REQUIRED ACTION:
Using the records below, give again exactly the lines from the line that contains "let accepted = amount.max(0.0).min(room);" through the line that contains "wood.try_claim(agent);", both ends included, and only those.

════════════════════

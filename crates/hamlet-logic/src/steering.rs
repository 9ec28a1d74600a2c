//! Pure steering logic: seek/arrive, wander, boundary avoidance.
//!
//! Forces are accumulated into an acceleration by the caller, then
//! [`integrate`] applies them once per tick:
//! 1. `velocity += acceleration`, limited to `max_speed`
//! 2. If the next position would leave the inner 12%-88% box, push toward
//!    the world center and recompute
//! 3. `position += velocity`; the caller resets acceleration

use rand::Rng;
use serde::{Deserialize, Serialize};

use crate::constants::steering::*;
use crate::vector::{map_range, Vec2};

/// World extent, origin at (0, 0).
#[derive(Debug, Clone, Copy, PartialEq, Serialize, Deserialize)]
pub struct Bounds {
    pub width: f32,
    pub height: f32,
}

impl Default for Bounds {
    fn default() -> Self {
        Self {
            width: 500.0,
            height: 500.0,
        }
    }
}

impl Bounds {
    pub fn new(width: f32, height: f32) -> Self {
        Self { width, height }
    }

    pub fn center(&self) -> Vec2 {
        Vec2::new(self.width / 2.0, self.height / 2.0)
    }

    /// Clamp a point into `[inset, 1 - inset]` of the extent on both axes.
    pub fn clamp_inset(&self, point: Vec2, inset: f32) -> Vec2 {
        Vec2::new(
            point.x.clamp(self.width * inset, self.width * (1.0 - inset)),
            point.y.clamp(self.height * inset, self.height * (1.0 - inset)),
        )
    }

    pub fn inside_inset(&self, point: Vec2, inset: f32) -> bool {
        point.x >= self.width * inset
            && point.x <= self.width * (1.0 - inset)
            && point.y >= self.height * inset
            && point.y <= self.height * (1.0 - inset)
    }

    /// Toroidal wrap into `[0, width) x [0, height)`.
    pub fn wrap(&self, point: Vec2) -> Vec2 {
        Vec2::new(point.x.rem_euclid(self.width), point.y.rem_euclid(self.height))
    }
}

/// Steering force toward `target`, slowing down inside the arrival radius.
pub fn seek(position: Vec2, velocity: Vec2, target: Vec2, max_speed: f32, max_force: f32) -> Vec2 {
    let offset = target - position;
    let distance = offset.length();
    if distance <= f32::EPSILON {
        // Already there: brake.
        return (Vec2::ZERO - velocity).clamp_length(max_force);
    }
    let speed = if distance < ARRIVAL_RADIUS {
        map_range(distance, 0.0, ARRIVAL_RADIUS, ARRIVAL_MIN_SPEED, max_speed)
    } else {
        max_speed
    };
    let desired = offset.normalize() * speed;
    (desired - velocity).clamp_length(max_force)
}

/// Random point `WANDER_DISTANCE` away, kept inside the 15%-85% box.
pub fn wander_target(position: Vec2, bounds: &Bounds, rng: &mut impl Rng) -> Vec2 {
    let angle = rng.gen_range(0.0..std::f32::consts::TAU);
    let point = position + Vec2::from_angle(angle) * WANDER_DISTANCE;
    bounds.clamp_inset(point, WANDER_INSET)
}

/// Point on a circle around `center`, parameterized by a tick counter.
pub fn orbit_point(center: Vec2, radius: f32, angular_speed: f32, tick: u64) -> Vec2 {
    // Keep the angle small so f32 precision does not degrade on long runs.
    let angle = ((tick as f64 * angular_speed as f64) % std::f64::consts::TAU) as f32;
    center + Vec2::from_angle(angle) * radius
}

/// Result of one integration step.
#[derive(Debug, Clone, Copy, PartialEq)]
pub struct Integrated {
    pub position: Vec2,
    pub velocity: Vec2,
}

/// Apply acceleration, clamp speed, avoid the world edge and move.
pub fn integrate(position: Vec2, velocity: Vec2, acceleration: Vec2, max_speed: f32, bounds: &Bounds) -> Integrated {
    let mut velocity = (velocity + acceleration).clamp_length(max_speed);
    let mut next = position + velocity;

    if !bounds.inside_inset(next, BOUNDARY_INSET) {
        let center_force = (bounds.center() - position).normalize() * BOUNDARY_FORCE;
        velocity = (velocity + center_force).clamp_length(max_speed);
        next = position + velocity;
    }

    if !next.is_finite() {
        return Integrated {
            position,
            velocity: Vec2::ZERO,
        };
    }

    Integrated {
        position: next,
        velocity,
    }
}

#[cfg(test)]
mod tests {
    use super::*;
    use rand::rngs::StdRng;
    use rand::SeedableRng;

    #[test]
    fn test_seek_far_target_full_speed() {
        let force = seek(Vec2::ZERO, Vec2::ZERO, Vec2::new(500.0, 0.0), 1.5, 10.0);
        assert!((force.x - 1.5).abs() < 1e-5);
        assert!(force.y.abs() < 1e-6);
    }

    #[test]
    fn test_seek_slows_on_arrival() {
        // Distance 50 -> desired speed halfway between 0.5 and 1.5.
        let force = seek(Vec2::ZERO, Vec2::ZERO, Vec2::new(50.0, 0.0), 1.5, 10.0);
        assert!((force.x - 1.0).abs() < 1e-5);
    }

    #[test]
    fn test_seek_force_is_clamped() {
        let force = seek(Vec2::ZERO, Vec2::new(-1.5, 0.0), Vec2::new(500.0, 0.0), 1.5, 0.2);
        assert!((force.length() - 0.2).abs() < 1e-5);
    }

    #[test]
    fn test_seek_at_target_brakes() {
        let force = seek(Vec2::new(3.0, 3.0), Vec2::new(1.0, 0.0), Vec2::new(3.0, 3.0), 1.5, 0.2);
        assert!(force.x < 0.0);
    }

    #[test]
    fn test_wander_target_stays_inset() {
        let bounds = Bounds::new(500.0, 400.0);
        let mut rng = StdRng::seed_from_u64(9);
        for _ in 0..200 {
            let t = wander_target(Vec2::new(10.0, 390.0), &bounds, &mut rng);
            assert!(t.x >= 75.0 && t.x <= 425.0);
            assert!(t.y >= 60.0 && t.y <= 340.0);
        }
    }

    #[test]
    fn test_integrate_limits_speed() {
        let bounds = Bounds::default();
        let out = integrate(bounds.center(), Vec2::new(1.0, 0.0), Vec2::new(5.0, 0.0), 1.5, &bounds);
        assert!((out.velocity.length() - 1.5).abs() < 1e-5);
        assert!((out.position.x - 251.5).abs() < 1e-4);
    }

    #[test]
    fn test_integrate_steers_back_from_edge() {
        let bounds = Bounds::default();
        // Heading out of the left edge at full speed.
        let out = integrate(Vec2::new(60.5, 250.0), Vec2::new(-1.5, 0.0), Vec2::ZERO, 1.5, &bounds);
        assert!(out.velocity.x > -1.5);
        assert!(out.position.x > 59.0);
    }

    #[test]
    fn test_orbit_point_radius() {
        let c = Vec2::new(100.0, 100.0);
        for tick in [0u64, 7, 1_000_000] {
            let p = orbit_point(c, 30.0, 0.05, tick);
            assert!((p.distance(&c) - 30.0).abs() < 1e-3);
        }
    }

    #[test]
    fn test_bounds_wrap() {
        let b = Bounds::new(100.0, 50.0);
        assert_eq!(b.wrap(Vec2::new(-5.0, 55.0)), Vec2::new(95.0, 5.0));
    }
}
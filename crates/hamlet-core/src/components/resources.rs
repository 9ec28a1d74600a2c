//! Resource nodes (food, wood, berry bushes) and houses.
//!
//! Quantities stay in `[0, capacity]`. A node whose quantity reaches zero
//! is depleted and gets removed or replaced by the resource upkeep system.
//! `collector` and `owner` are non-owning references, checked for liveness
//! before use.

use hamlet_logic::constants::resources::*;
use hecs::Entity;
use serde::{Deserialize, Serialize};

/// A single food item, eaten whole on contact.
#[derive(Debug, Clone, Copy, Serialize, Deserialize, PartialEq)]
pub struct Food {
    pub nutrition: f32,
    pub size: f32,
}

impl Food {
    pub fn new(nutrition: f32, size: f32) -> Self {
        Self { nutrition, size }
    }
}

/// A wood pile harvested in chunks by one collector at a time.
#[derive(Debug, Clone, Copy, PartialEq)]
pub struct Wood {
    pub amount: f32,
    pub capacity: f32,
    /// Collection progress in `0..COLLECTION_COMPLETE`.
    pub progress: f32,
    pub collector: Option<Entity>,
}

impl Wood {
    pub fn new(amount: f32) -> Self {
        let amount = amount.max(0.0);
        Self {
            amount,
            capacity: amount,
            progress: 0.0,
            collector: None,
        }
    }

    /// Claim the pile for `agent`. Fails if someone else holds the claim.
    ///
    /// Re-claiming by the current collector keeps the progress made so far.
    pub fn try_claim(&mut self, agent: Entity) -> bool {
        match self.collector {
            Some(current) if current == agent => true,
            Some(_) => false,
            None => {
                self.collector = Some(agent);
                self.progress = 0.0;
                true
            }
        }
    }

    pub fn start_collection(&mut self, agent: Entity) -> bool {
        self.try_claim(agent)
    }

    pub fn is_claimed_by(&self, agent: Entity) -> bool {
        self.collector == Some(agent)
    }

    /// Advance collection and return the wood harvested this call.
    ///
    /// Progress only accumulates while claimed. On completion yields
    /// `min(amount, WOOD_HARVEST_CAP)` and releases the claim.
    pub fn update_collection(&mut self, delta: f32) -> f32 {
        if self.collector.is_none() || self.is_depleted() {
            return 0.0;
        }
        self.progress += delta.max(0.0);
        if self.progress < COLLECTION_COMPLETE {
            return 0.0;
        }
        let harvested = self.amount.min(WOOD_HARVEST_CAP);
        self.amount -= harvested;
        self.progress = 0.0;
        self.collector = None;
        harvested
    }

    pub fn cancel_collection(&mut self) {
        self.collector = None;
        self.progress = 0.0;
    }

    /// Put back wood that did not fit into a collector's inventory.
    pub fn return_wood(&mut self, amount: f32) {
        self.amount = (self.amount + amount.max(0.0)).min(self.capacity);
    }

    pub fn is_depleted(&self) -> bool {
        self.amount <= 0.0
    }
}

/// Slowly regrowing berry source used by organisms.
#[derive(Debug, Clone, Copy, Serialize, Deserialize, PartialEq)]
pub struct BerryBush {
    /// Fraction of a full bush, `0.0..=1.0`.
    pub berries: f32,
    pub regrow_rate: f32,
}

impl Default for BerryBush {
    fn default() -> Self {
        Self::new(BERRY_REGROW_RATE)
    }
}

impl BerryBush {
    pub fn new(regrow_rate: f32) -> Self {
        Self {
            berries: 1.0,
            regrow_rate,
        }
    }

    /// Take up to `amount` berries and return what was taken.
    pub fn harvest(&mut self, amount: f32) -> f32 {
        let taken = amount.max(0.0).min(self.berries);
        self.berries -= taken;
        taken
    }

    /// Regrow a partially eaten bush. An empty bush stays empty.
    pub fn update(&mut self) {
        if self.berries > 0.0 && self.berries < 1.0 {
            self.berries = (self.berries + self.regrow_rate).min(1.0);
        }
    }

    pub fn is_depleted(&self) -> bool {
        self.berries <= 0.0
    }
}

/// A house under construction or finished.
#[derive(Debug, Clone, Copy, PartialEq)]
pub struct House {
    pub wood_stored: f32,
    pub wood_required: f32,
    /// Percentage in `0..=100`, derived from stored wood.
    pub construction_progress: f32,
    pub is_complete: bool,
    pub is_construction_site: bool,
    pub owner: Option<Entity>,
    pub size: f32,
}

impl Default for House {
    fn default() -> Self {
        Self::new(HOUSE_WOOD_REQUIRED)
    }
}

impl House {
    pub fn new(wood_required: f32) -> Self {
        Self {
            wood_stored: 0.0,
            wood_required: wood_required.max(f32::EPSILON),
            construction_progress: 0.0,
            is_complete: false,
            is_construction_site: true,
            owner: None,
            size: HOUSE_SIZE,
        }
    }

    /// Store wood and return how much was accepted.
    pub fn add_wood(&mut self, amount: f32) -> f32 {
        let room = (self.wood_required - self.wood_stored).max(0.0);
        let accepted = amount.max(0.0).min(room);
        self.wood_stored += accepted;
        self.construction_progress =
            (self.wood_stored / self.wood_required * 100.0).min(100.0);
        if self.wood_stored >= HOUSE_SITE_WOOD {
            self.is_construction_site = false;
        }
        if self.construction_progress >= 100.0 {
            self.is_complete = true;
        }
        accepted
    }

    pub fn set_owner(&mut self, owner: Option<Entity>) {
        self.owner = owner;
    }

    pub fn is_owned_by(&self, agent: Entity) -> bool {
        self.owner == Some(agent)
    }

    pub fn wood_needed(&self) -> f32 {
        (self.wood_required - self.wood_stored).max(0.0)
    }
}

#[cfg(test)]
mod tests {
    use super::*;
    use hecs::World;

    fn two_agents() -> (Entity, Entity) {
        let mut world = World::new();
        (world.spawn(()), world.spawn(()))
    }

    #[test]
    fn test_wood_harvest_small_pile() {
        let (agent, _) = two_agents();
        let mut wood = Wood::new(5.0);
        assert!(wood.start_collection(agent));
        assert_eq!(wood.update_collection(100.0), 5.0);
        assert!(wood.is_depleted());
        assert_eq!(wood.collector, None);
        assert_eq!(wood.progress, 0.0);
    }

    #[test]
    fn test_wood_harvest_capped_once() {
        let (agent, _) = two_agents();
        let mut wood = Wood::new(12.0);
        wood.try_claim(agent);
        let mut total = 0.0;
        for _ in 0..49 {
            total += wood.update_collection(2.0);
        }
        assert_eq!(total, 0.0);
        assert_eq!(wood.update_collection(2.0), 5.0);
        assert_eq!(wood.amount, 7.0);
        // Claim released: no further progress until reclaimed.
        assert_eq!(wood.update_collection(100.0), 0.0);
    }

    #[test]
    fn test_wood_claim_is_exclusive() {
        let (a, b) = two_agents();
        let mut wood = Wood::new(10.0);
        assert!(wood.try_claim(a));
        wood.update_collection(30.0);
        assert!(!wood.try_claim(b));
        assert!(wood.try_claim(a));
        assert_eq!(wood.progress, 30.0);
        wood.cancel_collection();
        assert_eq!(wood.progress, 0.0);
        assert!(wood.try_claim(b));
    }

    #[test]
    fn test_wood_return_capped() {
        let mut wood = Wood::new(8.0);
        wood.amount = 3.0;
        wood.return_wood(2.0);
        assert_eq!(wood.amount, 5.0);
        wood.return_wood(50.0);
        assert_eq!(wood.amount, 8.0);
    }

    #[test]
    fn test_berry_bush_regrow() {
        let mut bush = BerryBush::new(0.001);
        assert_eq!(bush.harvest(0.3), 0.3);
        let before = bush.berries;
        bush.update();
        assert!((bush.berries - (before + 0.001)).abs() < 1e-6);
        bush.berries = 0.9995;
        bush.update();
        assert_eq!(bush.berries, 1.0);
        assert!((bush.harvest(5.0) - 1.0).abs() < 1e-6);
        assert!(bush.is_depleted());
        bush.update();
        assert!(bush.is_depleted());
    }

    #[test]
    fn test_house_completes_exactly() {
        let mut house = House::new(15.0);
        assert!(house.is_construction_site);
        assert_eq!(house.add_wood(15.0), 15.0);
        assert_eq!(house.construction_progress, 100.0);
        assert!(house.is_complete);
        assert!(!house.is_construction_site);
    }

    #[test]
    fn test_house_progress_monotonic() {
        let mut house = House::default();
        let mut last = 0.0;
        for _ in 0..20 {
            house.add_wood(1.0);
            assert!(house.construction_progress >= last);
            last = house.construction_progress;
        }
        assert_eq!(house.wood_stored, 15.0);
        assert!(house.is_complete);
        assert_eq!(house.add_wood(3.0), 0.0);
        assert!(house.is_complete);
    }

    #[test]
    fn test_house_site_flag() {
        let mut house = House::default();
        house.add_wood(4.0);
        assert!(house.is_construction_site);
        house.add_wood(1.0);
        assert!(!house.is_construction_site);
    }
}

════════════════════

RESULT:
        let accepted = amount.max(0.0).min(room);
        self.wood_stored += accepted;
        self.construction_progress =
            (self.wood_stored / self.wood_required * 100.0).min(100.0);
        if self.wood_stored >= HOUSE_SITE_WOOD {
            self.is_construction_site = false;
        }
        if self.construction_progress >= 100.0 {
            self.is_complete = true;
        }
        accepted
    }

    pub fn set_owner(&mut self, owner: Option<Entity>) {
        self.owner = owner;
    }

    pub fn is_owned_by(&self, agent: Entity) -> bool {
        self.owner == Some(agent)
    }

    pub fn wood_needed(&self) -> f32 {
        (self.wood_required - self.wood_stored).max(0.0)
    }
}

#[cfg(test)]
mod tests {
    use super::*;
    use hecs::World;

    fn two_agents() -> (Entity, Entity) {
        let mut world = World::new();
        (world.spawn(()), world.spawn(()))
    }

    #[test]
    fn test_wood_harvest_small_pile() {
        let (agent, _) = two_agents();
        let mut wood = Wood::new(5.0);
        assert!(wood.start_collection(agent));
        assert_eq!(wood.update_collection(100.0), 5.0);
        assert!(wood.is_depleted());
        assert_eq!(wood.collector, None);
        assert_eq!(wood.progress, 0.0);
    }

    #[test]
    fn test_wood_harvest_capped_once() {
        let (agent, _) = two_agents();
        let mut wood = Wood::new(12.0);
        wood.try_claim(agent);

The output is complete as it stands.